Pour des médicaments plus accessibles ?
Pierre Dubois et Stéphane Straub, professeurs d’économie à TSE, suggèrent dans la Tribune que l’achat centralisé par le secteur public et l’augmentation de la concurrence peuvent réduire considérablement les prix des produits pharmaceutiques pour ceux qui en ont besoin.
Dans les pays à revenu faible ou intermédiaire, les prix des médicaments essentiels, tels que les traitements contre le cancer, les antirétroviraux et les antibiotiques, varient considérablement, les prix locaux étant parfois plusieurs fois supérieurs au niveau de référence international le plus bas pour les équivalents génériques. Par exemple, parmi un groupe de neuf molécules communes achetées par les pays inclus dans notre analyse, le prix moyen entre les pays varie d’un facteur 16. Même au sein des pays, les données montrent des variations allant jusqu’à 300 % selon les canaux d’approvisionnement. Les prix élevés épuisent les budgets de santé publique et génèrent des lacunes en matière d’accès, en particulier pour les plus démunis.
La question des brevets
Les achats groupés – par lesquels plusieurs acheteurs, qu’il s’agisse d’institutions d’un seul pays ou d’agences sanitaires de plusieurs pays, regroupent leurs achats – sont un mécanisme clé pour réduire les prix. Cependant, la recherche économique sur la question de l’accès abordable aux médicaments s’est surtout concentrée sur la question des brevets sur laquelle se focalise également le débat public. Mais les brevets n’expliquent pas les fortes majorations pratiquées, étant donné que la plupart des médicaments achetés dans les pays en développement sont génériques, c’est-à-dire qu’ils ne sont plus protégés par des brevets.
Notre étude suggère que d’autres facteurs – tels que le pouvoir de marché des fournisseurs et la taille des acheteurs, ainsi que le type de mécanisme d’approvisionnement – jouent un rôle crucial dans la détermination des prix locaux, en particulier pour les médicaments non brevetés. Nous avons analysé les données de sept pays en développement de 2015 à 2017 : Afrique du Sud, Inde, Philippines, Sénégal, Serbie, Tunisie et Zambie. Nous avons étudié les quantités vendues et les dépenses pour un éventail très large de médicaments, notamment les antibiotiques, les antihypertenseurs et les contraceptifs.
Notre principale conclusion est que la centralisation des achats permet aux acheteurs publics d’obtenir des prix plus bas.

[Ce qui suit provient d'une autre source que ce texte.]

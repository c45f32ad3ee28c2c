//! Price-list extraction from uploaded documents.
//!
//! Extraction runs in two stages:
//!
//! 1. **Decode** the document into plain text lines. Plain text and CSV are
//!    read as UTF-8, PDFs through `pdf-extract`, and XLSX workbooks are read
//!    row by row (each spreadsheet row becomes one line). A document that
//!    cannot be decoded is the only fatal outcome ([`ExtractionError`]).
//! 2. **Parse** each line into a `(name, price, promotion)` entry. Parsing is
//!    best effort: lines that do not yield an entry are counted as skipped.
//!
//! # Line rules
//!
//! - The last monetary amount on a line is the current price. A higher
//!   amount before it is a crossed-out previous price and marks the entry
//!   as a promotion (`de R$ 12,90 por R$ 9,90`).
//! - Explicit markers (`oferta`, `promoção`, `leve 3 pague 2`, `-20%`, ...)
//!   also mark a promotion and are removed from the product text.
//! - A product line without a price is joined with the following line when
//!   that line carries an amount but is not a complete entry on its own.
//! - Repeated `(name, price)` pairs within one document are dropped.

use std::collections::HashSet;
use std::io::{Cursor, Read};
use std::path::Path;

use crate::error::ExtractionError;
use crate::models::Cents;
use crate::money::{find_amounts, Amount};
use crate::normalize::fold;

pub const MIME_TEXT: &str = "text/plain";
pub const MIME_CSV: &str = "text/csv";
pub const MIME_PDF: &str = "application/pdf";
pub const MIME_XLSX: &str = "application/vnd.openxmlformats-officedocument.spreadsheetml.sheet";
//! Keyword-based product categorization.
//!
//! Each ingested record is tagged with a coarse category so catalog
//! listings can be grouped. Matching runs against the normalized key, so
//! keywords are written without diacritics. The first category whose
//! keyword appears as a whole token (or token prefix for plurals) wins.

use crate::models::NormalizedKey;

/// Fallback category for products no keyword recognizes.
pub const UNCATEGORIZED: &str = "outros";

const CATEGORIES: &[(&str, &[&str])] = &[
    (
        "hortifruti",
        &[
            "alface", "tomate", "cebola", "batata", "cenoura", "fruta", "verdura", "legume",
            "banana", "laranja", "maca", "abacaxi", "limao", "couve", "repolho", "beterraba",
            "abobora", "melancia", "uva", "apple", "potato", "onion", "lettuce",
        ],
    ),
    (
        "carnes",
        &[
            "carne", "frango", "peixe", "bovina", "suina", "bacon", "file", "picanha",
            "alcatra", "costela", "linguica", "salsicha", "presunto", "mortadela", "salame",
            "beef", "chicken", "pork", "ham",
        ],
    ),
    (
        "laticinios",
        &[
            "leite", "queijo", "manteiga", "iogurte", "requeijao", "creme", "nata", "yogurte",
            "coalhada", "parmesao", "milk", "cheese", "butter", "yogurt",
        ],
    ),
    (
        "bebidas",
        &[
            "refrigerante", "suco", "agua", "energetico", "isotonico", "cerveja", "vinho",
            "juice", "soda", "beer", "wine", "water",
        ],
    ),
    (
        "limpeza",
        &[
            "sabao", "detergente", "alcool", "desinfetante", "multiuso", "amaciante",
            "sanitaria", "esponja", "vassoura", "rodo", "detergent", "bleach",
        ],
    ),
    (
        "padaria",
        &[
            "pao", "bolo", "bisnaga", "frances", "croissant", "baguete", "broa", "torta",
            "bolacha", "biscoito", "bread", "cake", "cookie",
        ],
    ),
    (
        "mercearia",
        &[
            "arroz", "feijao", "acucar", "cafe", "oleo", "farinha", "macarrao", "molho",
            "extrato", "sal", "tempero", "conserva", "rice", "beans", "sugar", "coffee",
            "flour", "pasta", "oil",
        ],
    ),
    (
        "higiene",
        &[
            "shampoo", "condicionador", "sabonete", "dental", "escova", "higienico",
            "absorvente", "fralda", "desodorante", "perfume", "colonia", "soap", "toothpaste",
        ],
    ),
];

/// Returns the category for a normalized product key.
pub fn categorize(key: &NormalizedKey) -> &'static str {
    for (category, keywords) in CATEGORIES {
        let hit = key.as_str().split(' ').any(|token| {
            keywords
                .iter()
                .any(|kw| token == *kw || is_plural_of(token, kw))
        });
        if hit {
            return category;
        }
    }
    UNCATEGORIZED
}

fn is_plural_of(token: &str, keyword: &str) -> bool {
    token
        .strip_prefix(keyword)
        .is_some_and(|rest| rest == "s" || rest == "es")
}
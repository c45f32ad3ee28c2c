//! Domain error types.
//!
//! Application plumbing (configuration, database, CLI) uses `anyhow`; the
//! errors here are the ones callers are expected to match on.

use thiserror::Error;

/// Fatal failure to open or decode an uploaded document.
///
/// Per-line parse problems are never reported through this type; they are
/// counted as skipped lines instead.
#[derive(Debug, Error)]
pub enum ExtractionError {
    #[error("unsupported content-type: {0}")]
    UnsupportedContentType(String),

    #[error("document is not valid UTF-8 text: {0}")]
    Encoding(#[from] std::str::Utf8Error),

    #[error("PDF extraction failed: {0}")]
    Pdf(String),

    #[error("spreadsheet extraction failed: {0}")]
    Spreadsheet(String),
}

/// A shopping list that cannot be compared.
///
/// The whole request is rejected; no partial results are produced.
#[derive(Debug, Error, PartialEq, Eq)]
pub enum ValidationError {
    #[error("shopping list must not be empty")]
    EmptyList,

    #[error("item {index}: name must not be empty")]
    EmptyName { index: usize },

    #[error("item {index}: quantity must be >= 1 (got {quantity})")]
    InvalidQuantity { index: usize, quantity: i64 },
}

/// Failure of a comparison request.
#[derive(Debug, Error)]
pub enum CompareError {
    #[error(transparent)]
    Validation(#[from] ValidationError),

    /// Catalog read failure.
    #[error(transparent)]
    Store(#[from] anyhow::Error),
}

/// Failure of a document upload.
///
/// Whatever the variant, the catalog is left untouched.
#[derive(Debug, Error)]
pub enum IngestError {
    #[error("supermarket identifier must not be empty")]
    MissingSupermarket,

    #[error(transparent)]
    Extraction(#[from] ExtractionError),

    /// Catalog write failure.
    #[error(transparent)]
    Store(#[from] anyhow::Error),
}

Nous constatons également que la réduction est plus faible lorsque les fournisseurs ont plus de pouvoir de marché. En effet, cette réduction disparaît lorsque le secteur public est confronté à une forte concentration de fournisseurs pour un produit donné.
Nous suggérons que la concentration de la demande peut renforcer le pouvoir de négociation des acheteurs publics, leur permettant d’obtenir des prix plus compétitifs. En outre, les acheteurs centralisés sont susceptibles d’acheter de plus grandes quantités, ce qui leur permet d’obtenir des réductions de prix sur les commandes plus importantes. Ces deux mécanismes sont difficiles à démêler, dans la mesure où ils interviennent simultanément. Nos résultats ont également des implications concernant les politiques publiques favorisant l’augmentation de la concurrence du côté de l’offre. De telles politiques pourraient générer une baisse importante des prix des médicaments dans les pays qui les mettent en place.